Topics: Communes of Chile

The city of Quillota is located in the Aconcagua River valley, in the Valparaiso Region of Chile. It is the capital and largest city of Quillota Province where many inhabitants live in the surrounding farm areas of San Isidro, La Palma, Pocochay, and San Pedro. It is an important agricultural centre (mainly because the plantations of avocado and cherimoya {custard apple} trees).

Quillota is connected with the city of La Calera by the small town of La Cruz. The area's agriculture and landscape was described by Charles Darwin in his book The Voyage of the Beagle. A nearby National Park (La Campana) holds a plaque at a viewpoint visited by him.

Quillota is 120 km from the capital Santiago, 60 km from the regional capital Valparaiso and is home to the Chilean Army's school of calvary and the Pontifical Catholic University of Valparaiso.

History

The Quillota valley had a big population density for about 2000 years. Earlier, this area was inhabited by Native Americans from the Bato and Lleo-Lleo Culture, because of the fertil land south of the Aconcagua River. These natives where later influenced by Mapuches and Diaguitas. The Diaguitas are credited with the evolution of the local culture of the Aconcagua zone and were well known for their pottery.

Diego de Almagro arrived in the valley in 1536. Incan scouts directed him to a beautiful and very fertile valley where the "Quillotas" lived. Before him, a Spanish soldier from Peru called Don Gonzalo Calvo de Barrientos was captured by the Quillotas and lived in the valley, learning the local language and culture, during his captivity. Almagro was delighted with the valley, but he was searching for gold and finding none, returned to Peru.

Almagro crossed the valley of Quillota and its environs. And having found the Aconcagua river overflowed and with few possibilities of finding gold, he deemed the land too difficult and returned to Peru, in where he died executed.

Later in 1540, Pedro de Valdivia arrived in Chile with the title of "Governor of Chile". He arrived in the valley and built farms and houses, mainly for the slaves and the Indians who where working for him. Almost the whole area occupied by present day Quillota was Valdivia's property.

De Valdivia established here his Fortress, between San Pedro and Limache, extracting gold from La Campana mountain and cultivating the Rauten valley, La Palma, Boco and take for himself all the area as his personal property, leaving the Mapocho valley as Capital when he founded Santiago.

After the conquest and during the Colonial period, population was increasing with the mix of races (Spaniards and Aconcaguas) and culture.

Until 1585, Quillota was declared Corregimiento, and it was the main place of a large province between Illapel and Casablanca.

In the XVI century were some tries to founding in the Quillota valley a Village with all features and requirements ordered by Spanish Kingdom, but it did not succeed.
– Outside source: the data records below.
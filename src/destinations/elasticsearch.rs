// Elasticsearch transport - posts bulk bodies over HTTP(S)
//
// DESIGN: One reqwest client per destination, created at startup and shared
// by every flush cycle. The client carries the destination's TLS policy;
// the request carries its path, headers and body. Closing drops the client
// and its pooled connections.

use super::{BulkRequest, BulkTransport, TransportError, TransportResponse};
use crate::config::{ConfigError, DestinationConfig};
use async_trait::async_trait;
use std::sync::{Mutex, MutexGuard};
use tracing::{debug, info};

pub struct HttpTransport {
    client: Mutex<Option<reqwest::Client>>,
    identifier: String,
    base_url: String,
}

impl HttpTransport {
    pub fn new(config: &DestinationConfig) -> Result<Self, ConfigError> {
        let client = reqwest::Client::builder()
            .danger_accept_invalid_certs(config.trust_all_certificates)
            .build()
            .map_err(|source| ConfigError::Client {
                identifier: config.identifier.clone(),
                source,
            })?;

        info!(
            identifier = %config.identifier,
            host = %config.host,
            port = config.port,
            ssl = config.use_tls,
            trust_all = config.trust_all_certificates,
            url = %config.bulk_url(),
            "initialized HTTP client"
        );

        Ok(Self {
            client: Mutex::new(Some(client)),
            identifier: config.identifier.clone(),
            base_url: config.base_url(),
        })
    }

    fn client(&self) -> MutexGuard<'_, Option<reqwest::Client>> {
        self.client
            .lock()
            .unwrap_or_else(|poisoned| poisoned.into_inner())
    }
}

#[async_trait]
impl BulkTransport for HttpTransport {
    async fn send(&self, request: BulkRequest) -> Result<TransportResponse, TransportError> {
        let client = self
            .client()
            .clone()
            .ok_or_else(|| TransportError::Closed(self.identifier.clone()))?;
        let url = format!("{}{}", self.base_url, request.path);
        debug!(
            identifier = %self.identifier,
            url = %url,
            bytes = request.body.len(),
            "sending bulk request"
        );

        let mut builder = client.post(&url);
        for (name, value) in &request.headers {
            builder = builder.header(name.as_str(), value.as_str());
        }

        let response = builder.body(request.body).send().await?;
        let status = response.status().as_u16();
        let body = response.text().await?;

        Ok(TransportResponse { status, body })
    }

    async fn close(&self) {
        if self.client().take().is_some() {
            debug!(identifier = %self.identifier, "closed HTTP client");
        }
    }
}
// Index selector rendering
//
// Every document in a bulk body is preceded by a selector line such as
// {"index":{"_index":"logs-2024.03.07"}}
//
// DESIGN: Selector lines are memoized. A static destination renders once for
// the life of the process; a rolling destination renders once per UTC day.
// Entries are never evicted.

use crate::config::{DestinationConfig, IndexMode};
use chrono::{DateTime, Datelike, NaiveDate, Utc};
use serde_json::json;
use std::collections::HashMap;
use std::sync::atomic::{AtomicUsize, Ordering};
use std::sync::{Arc, RwLock};

// Destination identifier plus the UTC day for rolling indices
type CacheKey = (String, Option<NaiveDate>);

#[derive(Debug, Default)]
pub struct IndexNamer {
    cache: RwLock<HashMap<CacheKey, Arc<str>>>,
    renders: AtomicUsize,
}

impl IndexNamer {
    pub fn new() -> Self {
        Self::default()
    }

    /// Selector line for a record, using the current wall clock as the
    /// flush time.
    pub fn prefix_for(&self, config: &DestinationConfig, event_timestamp: DateTime<Utc>) -> Arc<str> {
        self.prefix_for_at(config, event_timestamp, Utc::now())
    }

    /// Selector line for a record whose flush happens at `flush_time`.
    /// The returned fragment includes its trailing newline.
    pub fn prefix_for_at(
        &self,
        config: &DestinationConfig,
        event_timestamp: DateTime<Utc>,
        flush_time: DateTime<Utc>,
    ) -> Arc<str> {
        let bucket = match config.index_mode {
            IndexMode::StaticName => None,
            IndexMode::DatePatternEventTime => Some(event_timestamp.date_naive()),
            IndexMode::DatePatternFlushTime => Some(flush_time.date_naive()),
        };

        let cache_key: CacheKey = (config.identifier.clone(), bucket);

        if let Some(fragment) = self.read_cache().get(&cache_key) {
            return Arc::clone(fragment);
        }

        let index_name = match bucket {
            None => config.index_name_or_pattern.clone(),
            Some(date) => render_index_name(&config.index_name_or_pattern, date),
        };
        let fragment: Arc<str> = Arc::from(selector_line(&index_name));
        self.renders.fetch_add(1, Ordering::Relaxed);

        // Overlapping cycles may both render a new key; the renders are
        // identical so whichever lands first is kept.
        let mut cache = self
            .cache
            .write()
            .unwrap_or_else(|poisoned| poisoned.into_inner());
        Arc::clone(cache.entry(cache_key).or_insert(fragment))
    }

    /// Number of selector lines rendered so far (cache misses).
    pub fn render_count(&self) -> usize {
        self.renders.load(Ordering::Relaxed)
    }

    pub fn cached_entries(&self) -> usize {
        self.read_cache().len()
    }

    fn read_cache(&self) -> std::sync::RwLockReadGuard<'_, HashMap<CacheKey, Arc<str>>> {
        self.cache
            .read()
            .unwrap_or_else(|poisoned| poisoned.into_inner())
    }
}

/// Substitutes `yyyy`, `MM` and `dd` wherever they appear in `pattern`.
///
/// This is plain token replacement, not a date-format parser: a literal
/// "dd" anywhere in the pattern is replaced too.
pub fn render_index_name(pattern: &str, date: NaiveDate) -> String {
    pattern
        .replace("yyyy", &format!("{:04}", date.year()))
        .replace("MM", &format!("{:02}", date.month()))
        .replace("dd", &format!("{:02}", date.day()))
}

fn selector_line(index_name: &str) -> String {
    let mut line = json!({ "index": { "_index": index_name } }).to_string();
    line.push('\n');
    line
}
use crate::auth::AuthProvider;
use serde::Deserialize;
use std::collections::{HashMap, HashSet};
use std::fs;
use std::path::Path;
use std::time::Duration;
use thiserror::Error;
use tracing::warn;

#[derive(Debug, Error)]
pub enum ConfigError {
    #[error("failed to read configuration file '{path}': {source}")]
    Read {
        path: String,
        #[source]
        source: std::io::Error,
    },

    #[error("invalid configuration: {0}")]
    Parse(#[from] serde_yaml::Error),

    #[error("indexScheduleInterval must be greater than zero")]
    ZeroInterval,

    #[error("instance identifier must not be empty")]
    EmptyIdentifier,

    #[error("instance identifier '{0}' is configured more than once")]
    DuplicateIdentifier(String),

    #[error("instance '{identifier}' uses {mode:?} but pattern '{pattern}' contains none of yyyy, MM, dd")]
    MissingDateToken {
        identifier: String,
        mode: IndexMode,
        pattern: String,
    },

    #[error("unsupported authentication type '{0}' (expected \"basic\" or \"bearer\")")]
    UnsupportedAuthentication(String),

    #[error("invalid authentication configuration of type {kind}: missing valid '{field}' value")]
    MissingCredential {
        kind: &'static str,
        field: &'static str,
    },

    #[error("failed to build HTTP client for instance '{identifier}': {source}")]
    Client {
        identifier: String,
        #[source]
        source: reqwest::Error,
    },
}

/// Raw configuration as loaded from disk. Field names follow the camelCase
/// shape the event bus deployments already use.
#[derive(Debug, Deserialize, Clone)]
#[serde(rename_all = "camelCase")]
pub struct Config {
    #[serde(default = "default_index_schedule_interval")]
    pub index_schedule_interval: u64,

    pub instances: Vec<InstanceConfig>,
}

// Default: Flush every 5 seconds
fn default_index_schedule_interval() -> u64 {
    5_000
}

#[derive(Debug, Deserialize, Clone)]
#[serde(rename_all = "camelCase")]
pub struct InstanceConfig {
    pub identifier: String,

    #[serde(default)]
    pub flavour: Flavour,

    pub host: String,
    pub port: u16,
    pub index_mode: IndexMode,
    pub index_name_or_pattern: String,

    #[serde(default = "default_index_timestamp_field_name")]
    pub index_timestamp_field_name: String,

    #[serde(default)]
    pub ssl: bool,

    #[serde(default)]
    pub ssl_trust_all: bool,

    #[serde(default)]
    pub authentication: Option<AuthenticationConfig>,
}

fn default_index_timestamp_field_name() -> String {
    "@timestamp".to_string()
}

// DESIGN CHOICE: Free-form credential map
// Each authentication type reads its own keys ("user"/"password" for basic,
// "token" for bearer), so the map stays untyped until the provider is built.
#[derive(Debug, Deserialize, Clone)]
pub struct AuthenticationConfig {
    #[serde(rename = "type")]
    pub auth_type: String,

    #[serde(default)]
    pub config: HashMap<String, String>,
}

/// Selects the shape of the bulk endpoint URL.
#[derive(Debug, Deserialize, Clone, Copy, Default, PartialEq, Eq)]
#[serde(rename_all = "lowercase")]
pub enum Flavour {
    #[default]
    Standard,
    Alternate,
}

#[derive(Debug, Deserialize, Clone, Copy, PartialEq, Eq)]
pub enum IndexMode {
    #[serde(rename = "STATIC_NAME")]
    StaticName,
    #[serde(rename = "DATE_PATTERN_EVENT_TIMESTAMP")]
    DatePatternEventTime,
    #[serde(rename = "DATE_PATTERN_INDEX_TIMESTAMP")]
    DatePatternFlushTime,
}

impl IndexMode {
    pub fn is_date_pattern(self) -> bool {
        !matches!(self, IndexMode::StaticName)
    }
}

/// Validated, immutable settings for one destination.
#[derive(Debug, Clone)]
pub struct DestinationConfig {
    pub identifier: String,
    pub flavour: Flavour,
    pub host: String,
    pub port: u16,
    pub index_mode: IndexMode,
    pub index_name_or_pattern: String,
    pub index_timestamp_field_name: String,
    pub use_tls: bool,
    pub trust_all_certificates: bool,
    pub authentication: Option<AuthProvider>,
}

impl DestinationConfig {
    /// Scheme, host and port, without a trailing slash.
    pub fn base_url(&self) -> String {
        let scheme = if self.use_tls { "https" } else { "http" };
        format!("{}://{}:{}", scheme, self.host, self.port)
    }

    /// Request path of the bulk endpoint for this destination's flavour.
    pub fn bulk_path(&self) -> String {
        match self.flavour {
            Flavour::Standard => "/_bulk".to_string(),
            Flavour::Alternate => {
                format!("/v1/datasets/{}/elastic/_bulk", self.index_name_or_pattern)
            }
        }
    }

    pub fn bulk_url(&self) -> String {
        format!("{}{}", self.base_url(), self.bulk_path())
    }
}

impl Config {
    pub fn load(path: impl AsRef<Path>) -> Result<Self, ConfigError> {
        let path = path.as_ref();
        let content = fs::read_to_string(path).map_err(|source| ConfigError::Read {
            path: path.display().to_string(),
            source,
        })?;
        Self::from_yaml(&content)
    }

    pub fn from_yaml(yaml: &str) -> Result<Self, ConfigError> {
        let config = serde_yaml::from_str(yaml)?;
        Ok(config)
    }

    pub fn flush_interval(&self) -> Result<Duration, ConfigError> {
        if self.index_schedule_interval == 0 {
            return Err(ConfigError::ZeroInterval);
        }
        Ok(Duration::from_millis(self.index_schedule_interval))
    }

    /// Resolves every instance into a [`DestinationConfig`], enforcing the
    /// per-instance invariants and identifier uniqueness.
    pub fn destinations(&self) -> Result<Vec<DestinationConfig>, ConfigError> {
        let mut seen = HashSet::new();
        let mut resolved = Vec::with_capacity(self.instances.len());

        for instance in &self.instances {
            let destination = instance.resolve()?;
            if !seen.insert(destination.identifier.clone()) {
                return Err(ConfigError::DuplicateIdentifier(destination.identifier));
            }
            resolved.push(destination);
        }

        Ok(resolved)
    }
}

impl InstanceConfig {
    fn resolve(&self) -> Result<DestinationConfig, ConfigError> {
        if self.identifier.trim().is_empty() {
            return Err(ConfigError::EmptyIdentifier);
        }

        let mut index_mode = self.index_mode;
        if self.flavour == Flavour::Alternate && index_mode.is_date_pattern() {
            warn!(
                identifier = %self.identifier,
                configured = ?index_mode,
                "alternate flavour only supports static index names, using STATIC_NAME"
            );
            index_mode = IndexMode::StaticName;
        }

        if index_mode.is_date_pattern() && !has_date_token(&self.index_name_or_pattern) {
            return Err(ConfigError::MissingDateToken {
                identifier: self.identifier.clone(),
                mode: index_mode,
                pattern: self.index_name_or_pattern.clone(),
            });
        }

        let authentication = self
            .authentication
            .as_ref()
            .map(AuthProvider::from_config)
            .transpose()?;

        Ok(DestinationConfig {
            identifier: self.identifier.clone(),
            flavour: self.flavour,
            host: self.host.clone(),
            port: self.port,
            index_mode,
            index_name_or_pattern: self.index_name_or_pattern.clone(),
            index_timestamp_field_name: self.index_timestamp_field_name.clone(),
            use_tls: self.ssl,
            // Only meaningful together with TLS
            trust_all_certificates: self.ssl && self.ssl_trust_all,
            authentication,
        })
    }
}

fn has_date_token(pattern: &str) -> bool {
    ["yyyy", "MM", "dd"].iter().any(|token| pattern.contains(token))
}
use std::io;

fn main() {
    let code = headsup_cli::run(
        std::env::args(),
        &mut io::stdout().lock(),
        &mut io::stderr().lock(),
    );
    std::process::exit(code);
}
It was only in 1717 that finally, Quillota was founded as a city, originally named "Village of San Martin de la Concha of Quillota" in the valley bordering Mayaca Hill. The city was founded by the bishop, Luis Romero, and the governor, Don Jose Santiago Concha y Salvatierra.

Facts

Motto: Ciudad creada con carino (City created with care)

Mayor: Dr. Luis Mella Gajardo

Population: (census 2002) 75,921/

Quillota remains one of the most traditional cities in Chile:

*its layout still mainly correspond to the original colonial spanish layout of the 7 blocks per side.

*Its core population its made out of descendants of spanish settlers and indigenous people (there are still a few families with lands in the valley given by the Spanish Governors).

*Given its fertile soil, its economy is mainly agricultural and it is one of the main producers centres of the country.

*Due to the geological make up of the ground and the frecuency of earthquakes, its architecture has remained low-rise (4 storeys maximum), sober and traditional.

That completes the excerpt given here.